The German Corporate Governance Code (GCGC) contains recommendations and proposals for the management and supervision of listed German companies based on acknowledged international and national standards of good and responsible corporate governance. The current version can be viewed here.
The Executive Board and the Supervisory Board support the initiatives of the Government Commission on the German Corporate Governance Code.
On September 9, 2018 the Executive Board and Supervisory Board of MeVis Medical Solutions AG have published the current Declaration of Conformity to the German Corporate Governance Code as amended on February 7, 2017.
Declaration of Conformity of September 9, 2018
The Executive Board and Supervisory Board of MeVis Medical Solutions AG hereby declare pursuant to Section 161 of the German Corporation Act (AktG) that the recommendations of the "German Corporate Governance Code Government Commission" in the version of February 7, 2017 have been and will in future be met with the following exceptions:
- There are currently no plans to include a deductible within the D&O Insurance for the Supervisory Board (Section 3.8 GCGC).

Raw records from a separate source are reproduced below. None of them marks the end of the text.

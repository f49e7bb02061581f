use crate::cli::ServeArgs;
use crate::infra::{load_engine, AppState};
use crate::routes::with_service_routes;
use axum::Extension;
use axum_prometheus::PrometheusMetricLayer;
use permit_finder::address::AddressLookup;
use permit_finder::config::AppConfig;
use permit_finder::error::AppError;
use std::sync::atomic::Ordering;
use std::sync::Arc;
use tracing::info;

pub(crate) async fn run(mut config: AppConfig, args: ServeArgs) -> Result<(), AppError> {
    if let Some(host) = args.host {
        config.server.host = host;
    }
    if let Some(port) = args.port {
        config.server.port = port;
    }

    let (prometheus_layer, prometheus_handle) = PrometheusMetricLayer::pair();
    let readiness_flag = Arc::new(std::sync::atomic::AtomicBool::new(false));
    let app_state = AppState {
        readiness: readiness_flag.clone(),
        metrics: Arc::new(prometheus_handle),
    };

    let engine = Arc::new(load_engine(&config.permits)?);
    let addresses = Arc::new(AddressLookup::from_config(&config.address));
    info!(provider = %addresses.source(), "address suggestions configured");

    let app = with_service_routes(engine, addresses)
        .layer(Extension(app_state))
        .layer(prometheus_layer);

    let addr = config.server.socket_addr()?;
    let listener = tokio::net::TcpListener::bind(addr).await?;
    readiness_flag.store(true, Ordering::Release);

    info!(?config.environment, %addr, "permit finder ready");

    axum::serve(listener, app).await?;
    Ok(())
}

In principle, MeVis Medical Solutions AG does not believe that the commitment and responsibility with which the Supervisory Board members carry out their duties will be influenced by a deductible.
- Pursuant to section 4.2.3 GCGC, the monetary remuneration components of the Executive Board remuneration shall comprise fixed and variable components. The Supervisory Board has decided to abolish the variable remuneration component at the beginning of fiscal 2017/2018. This was done because the members of the Executive Board are also members of the Executive Board of Varex Imaging Deutschland AG, which holds a majority interest in the Company and with which a domination and profit and loss transfer agreement exists. At Varex Imaging Deutschland AG, the members of the Executive Board receive variable remuneration based on the Group's success. As a result of the domination and profit and loss transfer agreement, the Company's success is no longer an indicator of the success of the managerial performance, so the variable remuneration no longer seemed to be meaningful to the Supervisory Board.

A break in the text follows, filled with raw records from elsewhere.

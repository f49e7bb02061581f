use crate::check::{
    run_address_suggest, run_catalog_listing, run_permit_check, AddressSuggestArgs, CheckArgs,
};
use crate::server;
use clap::{Args, Parser, Subcommand};
use permit_finder::config::AppConfig;
use permit_finder::error::AppError;
use permit_finder::telemetry;

#[derive(Parser, Debug)]
#[command(
    name = "Permit Finder",
    about = "Find out which building permits a home project needs",
    version
)]
struct Cli {
    #[command(subcommand)]
    command: Option<Command>,
}

#[derive(Subcommand, Debug)]
enum Command {
    /// Start the HTTP service (default command)
    Serve(ServeArgs),
    /// Look up permits from the command line
    Permits {
        #[command(subcommand)]
        command: PermitsCommand,
    },
    /// Query address autocomplete
    Address {
        #[command(subcommand)]
        command: AddressCommand,
    },
}

#[derive(Subcommand, Debug)]
enum PermitsCommand {
    /// List the permits required for an address and project description
    Check(CheckArgs),
    /// Print every permit in the catalog at its base fee
    Catalog,
}

#[derive(Subcommand, Debug)]
enum AddressCommand {
    /// Print address suggestions for a partial query
    Suggest(AddressSuggestArgs),
}

#[derive(Args, Debug, Default)]
pub(crate) struct ServeArgs {
    /// Override the configured host for the HTTP server
    #[arg(long)]
    pub(crate) host: Option<String>,
    /// Override the configured port for the HTTP server
    #[arg(long)]
    pub(crate) port: Option<u16>,
}

pub(crate) async fn run() -> Result<(), AppError> {
    let cli = Cli::parse();
    let command = cli
        .command
        .unwrap_or_else(|| Command::Serve(ServeArgs::default()));

    let config = AppConfig::load()?;
    start_logging(&config)?;

    match command {
        Command::Serve(args) => server::run(config, args).await,
        Command::Permits {
            command: PermitsCommand::Check(args),
        } => run_permit_check(&config, args),
        Command::Permits {
            command: PermitsCommand::Catalog,
        } => run_catalog_listing(&config),
        Command::Address {
            command: AddressCommand::Suggest(args),
        } => run_address_suggest(&config, args).await,
    }
}

/// Every subcommand logs, so the subscriber is installed before dispatch.
fn start_logging(config: &AppConfig) -> Result<(), AppError> {
    telemetry::init(&config.telemetry)?;
    Ok(())
}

- There are currently no caps on severance payments in Executive Board contracts (Section 4.2.3 GCGC). The Supervisory Board is of the opinion that existing Executive Board contract regulations are reasonable. Having a cap on severance payments also runs counter to our basic understanding of an Executive Board contract that is concluded to cover the full term of the member's appointment and does not in principle provide for the possibility of ordinary termination by notice.
- The Supervisory Board of the Company currently abstains from the formation of committees with sufficient expertise (Section 5.3.1 GCGC), in particular there has been no formation of an audit committee (Section 5.3.2 GCGC) nor a nomination committee (Section 5.3.3 GCGC). Due to the specific circumstances of the Company, and especially the size of the Supervisory Board of the MeVis Medical Solutions AG, the Supervisory Board does not believe that the formation and appointment of such committees as stipulated by the code is necessary or appropriate.

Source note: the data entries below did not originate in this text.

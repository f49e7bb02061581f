use serde::{Deserialize, Serialize};
use std::collections::HashSet;

use super::domain::PermitCategory;
use super::rules::RuleSetError;

/// Trigger phrases that classify a description into one category.
#[derive(Debug, Clone, PartialEq, Eq, Serialize, Deserialize)]
pub struct CategoryRule {
    pub category: PermitCategory,
    pub keywords: Vec<String>,
}

impl CategoryRule {
    pub fn new<I, S>(category: PermitCategory, keywords: I) -> Self
    where
        I: IntoIterator<Item = S>,
        S: Into<String>,
    {
        Self {
            category,
            keywords: keywords.into_iter().map(Into::into).collect(),
        }
    }

    fn matches(&self, lowered: &str) -> bool {
        self.keywords
            .iter()
            .any(|keyword| lowered.contains(keyword.as_str()))
    }
}

/// Ordered keyword table plus the generic-language fallback.
#[derive(Debug, Clone, PartialEq, Eq)]
pub struct KeywordRules {
    rules: Vec<CategoryRule>,
    fallback_terms: Vec<String>,
    fallback_category: PermitCategory,
}

impl KeywordRules {
    pub fn standard() -> Self {
        Self {
            rules: standard_category_rules(),
            fallback_terms: vec!["project".to_string(), "work".to_string()],
            fallback_category: PermitCategory::Building,
        }
    }

    /// Builds a validated table. Keywords are normalised to lower case.
    pub fn new(
        rules: Vec<CategoryRule>,
        fallback_terms: Vec<String>,
        fallback_category: PermitCategory,
    ) -> Result<Self, RuleSetError> {
        let mut seen = HashSet::new();
        let mut normalised = Vec::with_capacity(rules.len());

        for rule in rules {
            if !seen.insert(rule.category) {
                return Err(RuleSetError::DuplicateCategory(rule.category));
            }
            let keywords = normalise_terms(&rule.keywords)
                .ok_or(RuleSetError::BlankKeyword(rule.category))?;
            normalised.push(CategoryRule {
                category: rule.category,
                keywords,
            });
        }

        let fallback_terms = normalise_terms(&fallback_terms)
            .ok_or(RuleSetError::BlankKeyword(fallback_category))?;

        Ok(Self {
            rules: normalised,
            fallback_terms,
            fallback_category,
        })
    }

    pub fn rules(&self) -> &[CategoryRule] {
        &self.rules
    }

    pub fn fallback_category(&self) -> PermitCategory {
        self.fallback_category
    }

    /// Classifies a free-text description, preserving rule-table order.
    pub fn match_categories(&self, description: &str) -> Vec<PermitCategory> {
        let lowered = description.to_lowercase();

        let matched: Vec<PermitCategory> = self
            .rules
            .iter()
            .filter(|rule| rule.matches(&lowered))
            .map(|rule| rule.category)
            .collect();

        if matched.is_empty()
            && self
                .fallback_terms
                .iter()
                .any(|term| lowered.contains(term.as_str()))
        {
            return vec![self.fallback_category];
        }

        matched
    }
}

impl Default for KeywordRules {
    fn default() -> Self {
        Self::standard()
    }
}

fn normalise_terms(terms: &[String]) -> Option<Vec<String>> {
    terms
        .iter()
        .map(|term| {
            let lowered = term.trim().to_lowercase();
            (!lowered.is_empty()).then_some(lowered)
        })
        .collect()
}

fn standard_category_rules() -> Vec<CategoryRule> {
    vec![
        CategoryRule::new(
            PermitCategory::Building,
            [
                "renovation",
                "remodel",
                "addition",
                "construction",
                "build",
                "structure",
                "wall",
            ],
        ),
        CategoryRule::new(
            PermitCategory::Electrical,
            [
                "electrical",
                "wiring",
                "outlet",
                "circuit",
                "panel",
                "lighting",
                "switch",
            ],
        ),
        CategoryRule::new(
            PermitCategory::Plumbing,
            [
                "plumbing", "pipe", "bathroom", "sink", "toilet", "shower", "water",
            ],
        ),
        CategoryRule::new(
            PermitCategory::Mechanical,
            [
                "hvac",
                "heating",
                "cooling",
                "air conditioning",
                "furnace",
                "ductwork",
                "ventilation",
            ],
        ),
        CategoryRule::new(
            PermitCategory::Demolition,
            [
                "demolition",
                "remove",
                "tear down",
                "demo",
                "destroy",
                "eliminate",
            ],
        ),
    ]
}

- According to section 5.4.2 of the GCGC (German Corporate Governance Code) the Supervisory Board shall include an appropriate number of independent members. The Supervisory Board consists of three members. Since the previous Supervisory Board election all Supervisory Board seats are filled with persons who are employed by Varex Imaging Corporation. The Varex Imaging Corporation currently holds the majority of shares in the Company via the Varex Imaging Deutschland AG. Deviating from section 5.4.2 of the GCGC the Supervisory Board includes no independent members. For this reason, a number of independent members cannot be taken into account when naming the objectives for the composition of the Supervisory Board pursuant to section 5.4.1 of the GCGC. The Company considers the complete occupation of the Supervisory Board with members that are employed by companies of the majority shareholder as appropriate in view of the integration of the company into the Varex Group.
- Pursuant to a shareholders resolution dated June 7, 2016 and the corresponding amendment to the bylaws the Supervisory Board members receive no remuneration by the Company for fiscal years after January 1, 2016. As a purely precautionary measure, it is pointed out that accordingly as opposed to section 5.4.6 para. 1 sentence 2 of the GCGC the Chair and Deputy Chair positions in the Supervisory Board are not reflected in the remuneration and as opposed to section 5.4.6 para. 3 sentence 1 of the GCGC no Supervisory Board remuneration can be reported individually in the notes or management report.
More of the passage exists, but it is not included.